3. Timing: The nervous system begins to make significant adaptations between minute 8 and minute 12 of a session. Short "micro-doses" (1-3 minutes) are great for acute stress relief, but the 10-20 minute window is required for trait change.
4. Pre-Sleep Integration: Performing resonance breathing 30 minutes before bed is highly effective. It acts as a "vagal brake," winding down the system and reducing sleep fragmentation.
5. Post-Exercise Recovery: High-performing athletes use biofeedback immediately after training to switch the body from a catabolic (breakdown) state to an anabolic (recovery) state.
6. Exercise Foundation: Combine this with 120–150 minutes of Zone 2 cardio per week and occasional high-intensity (Zone 5) work to build the "hardware" of the heart.

The Mind-Body Loop: Bottom-Up Regulation

We often try to solve psychological problems with psychological tools—thinking our way out of stress. This is "top-down" processing. However, emotions often move "bottom-up." The body detects a threat (or a perceived threat), the physiology shifts into a sympathetic state, and the brain then creates a narrative to explain why we feel anxious.

Resonance breathing offers a "bottom-up" intervention. By mechanically regulating the breath, you send a safety signal to the brain, which can dismantle the anxiety loop more effectively than logic alone.
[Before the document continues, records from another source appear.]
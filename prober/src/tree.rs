//! Conversations are trees of nodes stored in an arena.
//!
//! A node has an ordered list of children of which the runner only ever follows the first,
//! and at most one alternate expectation which is offered the inbound event when the node
//! itself does not match it. Alternates are a single level deep: an alternate cannot have an
//! alternate of its own.
//!
//! Optional repeated messages are modelled by [`Conversation::repeat_while_matches`] instead of a
//! node being its own child. A repeating expectation matches zero up to `max` times, and the
//! first event it does not match is handed to its first child, the exit.

use std::fmt;

use crate::error::Error;
use crate::protocol::{Command, Expect, Generator, ProtocolBehavior};

#[derive(Debug, Clone, Copy, PartialEq, Eq, Hash, PartialOrd, Ord)]
pub struct NodeId(usize);

impl fmt::Display for NodeId {
    fn fmt(&self, f: &mut fmt::Formatter<'_>) -> fmt::Result {
        write!(f, "#{}", self.0)
    }
}

pub enum NodeKind<PB: ProtocolBehavior> {
    Command(Box<dyn Command<PB>>),
    Generator(Box<dyn Generator<PB>>),
    Expect(Box<dyn Expect<PB>>),
}

impl<PB: ProtocolBehavior> NodeKind<PB> {
    pub fn command<C: Command<PB> + 'static>(command: C) -> Self {
        NodeKind::Command(Box::new(command))
    }

    pub fn generator<G: Generator<PB> + 'static>(generator: G) -> Self {
        NodeKind::Generator(Box::new(generator))
    }

    pub fn expect<E: Expect<PB> + 'static>(expect: E) -> Self {
        NodeKind::Expect(Box::new(expect))
    }

    pub fn is_expect(&self) -> bool {
        matches!(self, NodeKind::Expect(_))
    }
}

impl<PB: ProtocolBehavior> fmt::Display for NodeKind<PB> {
    fn fmt(&self, f: &mut fmt::Formatter<'_>) -> fmt::Result {
        match self {
            NodeKind::Command(command) => write!(f, "{}", command),
            NodeKind::Generator(generator) => write!(f, "{}", generator),
            NodeKind::Expect(expect) => write!(f, "{}", expect),
        }
    }
}

pub struct Node<PB: ProtocolBehavior> {
    pub(crate) kind: NodeKind<PB>,
    pub(crate) children: Vec<NodeId>,
    pub(crate) alternate: Option<NodeId>,
    pub(crate) repeat: Option<usize>,
    is_alternate: bool,
}

impl<PB: ProtocolBehavior> Node<PB> {
    fn new(kind: NodeKind<PB>) -> Self {
        Self {
            kind,
            children: Vec::new(),
            alternate: None,
            repeat: None,
            is_alternate: false,
        }
    }

    pub fn kind(&self) -> &NodeKind<PB> {
        &self.kind
    }

    pub fn children(&self) -> &[NodeId] {
        &self.children
    }

    pub fn alternate(&self) -> Option<NodeId> {
        self.alternate
    }

    /// Upper bound of matches if the node repeats.
    pub fn repeat(&self) -> Option<usize> {
        self.repeat
    }
}

pub struct Conversation<PB: ProtocolBehavior> {
    nodes: Vec<Node<PB>>,
}

impl<PB: ProtocolBehavior> Conversation<PB> {
    pub fn new(root: NodeKind<PB>) -> Self {
        Self {
            nodes: vec![Node::new(root)],
        }
    }

    pub fn root(&self) -> NodeId {
        NodeId(0)
    }

    pub fn len(&self) -> usize {
        self.nodes.len()
    }

    pub fn is_empty(&self) -> bool {
        self.nodes.is_empty()
    }

    pub fn node(&self, id: NodeId) -> Result<&Node<PB>, Error> {
        self.nodes
            .get(id.0)
            .ok_or_else(|| Error::Configuration(format!("node {} does not exist", id)))
    }

    pub(crate) fn node_mut(&mut self, id: NodeId) -> Result<&mut Node<PB>, Error> {
        self.nodes
            .get_mut(id.0)
            .ok_or_else(|| Error::Configuration(format!("node {} does not exist", id)))
    }

    fn push(&mut self, kind: NodeKind<PB>) -> NodeId {
        self.nodes.push(Node::new(kind));
        NodeId(self.nodes.len() - 1)
    }

    /// Appends a child to `parent` and returns it, so that linear conversations read top
    /// to bottom: `node = conversation.add_child(node, ...)?`.
    pub fn add_child(&mut self, parent: NodeId, kind: NodeKind<PB>) -> Result<NodeId, Error> {
        self.node(parent)?;
        let child = self.push(kind);
        self.node_mut(parent)?.children.push(child);
        Ok(child)
    }

    /// Sets the expectation which is offered an inbound event that `node` does not match.
    pub fn set_alternate(&mut self, node: NodeId, kind: NodeKind<PB>) -> Result<NodeId, Error> {
        let primary = self.node(node)?;
        if !primary.kind.is_expect() || !kind.is_expect() {
            return Err(Error::Configuration(format!(
                "alternates link two expectations, {} is not one",
                if primary.kind.is_expect() { &kind } else { &primary.kind }
            )));
        }
        if primary.is_alternate {
            return Err(Error::Configuration(format!(
                "{} is an alternate itself, alternates do not chain",
                primary.kind
            )));
        }
        if primary.repeat.is_some() {
            return Err(Error::Configuration(format!(
                "{} repeats, its exit child takes what it does not match",
                primary.kind
            )));
        }
        if let Some(previous) = primary.alternate {
            return Err(Error::Configuration(format!(
                "{} already has the alternate {}",
                primary.kind,
                self.node(previous)?.kind
            )));
        }

        let alternate = self.push(kind);
        self.node_mut(alternate)?.is_alternate = true;
        self.node_mut(node)?.alternate = Some(alternate);
        Ok(alternate)
    }

    /// Lets the expectation `node` match up to `max` consecutive events. The first child
    /// added to it receives the first event it does not match.
    pub fn repeat_while_matches(&mut self, node: NodeId, max: usize) -> Result<(), Error> {
        let target = self.node_mut(node)?;
        if !target.kind.is_expect() {
            return Err(Error::Configuration(format!(
                "only expectations can repeat, {} is not one",
                target.kind
            )));
        }
        if target.alternate.is_some() {
            return Err(Error::Configuration(format!(
                "{} has an alternate and can not repeat",
                target.kind
            )));
        }
        if max == 0 {
            return Err(Error::Configuration(format!(
                "{} must be allowed to match at least once",
                target.kind
            )));
        }
        target.repeat = Some(max);
        Ok(())
    }

    /// Descriptions of the nodes on the primary path, handy for logging a conversation.
    pub fn describe(&self) -> Vec<String> {
        let mut out = Vec::new();
        let mut current = Some(self.root());
        while let Some(id) = current {
            let Ok(node) = self.node(id) else { break };
            out.push(node.kind.to_string());
            current = node.children.first().copied().filter(|child| *child != id);
        }
        out
    }
}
This is particularly powerful for those suffering from PTSD or chronic anxiety, where the body is stuck in a threat response regardless of the actual environment.

Trying to change the mind with the mind is a bit like tug of war.

Conclusion

HRV is a complex metric, but improving it doesn't have to be complicated. It requires shifting our mindset from passive monitoring to active training. We cannot simply "will" ourselves to be less stressed, nor can we rely solely on generic relaxation techniques to rewrite our physiology. By combining general fitness with the precision of resonance breathing biofeedback, we can physically restructure our nervous system's baseline.

Treat your breath practice with the same discipline you treat your gym workouts. It isn't just about feeling calm in the moment; it is about building a system that remains resilient, flexible, and robust in the face of life's inevitable stressors.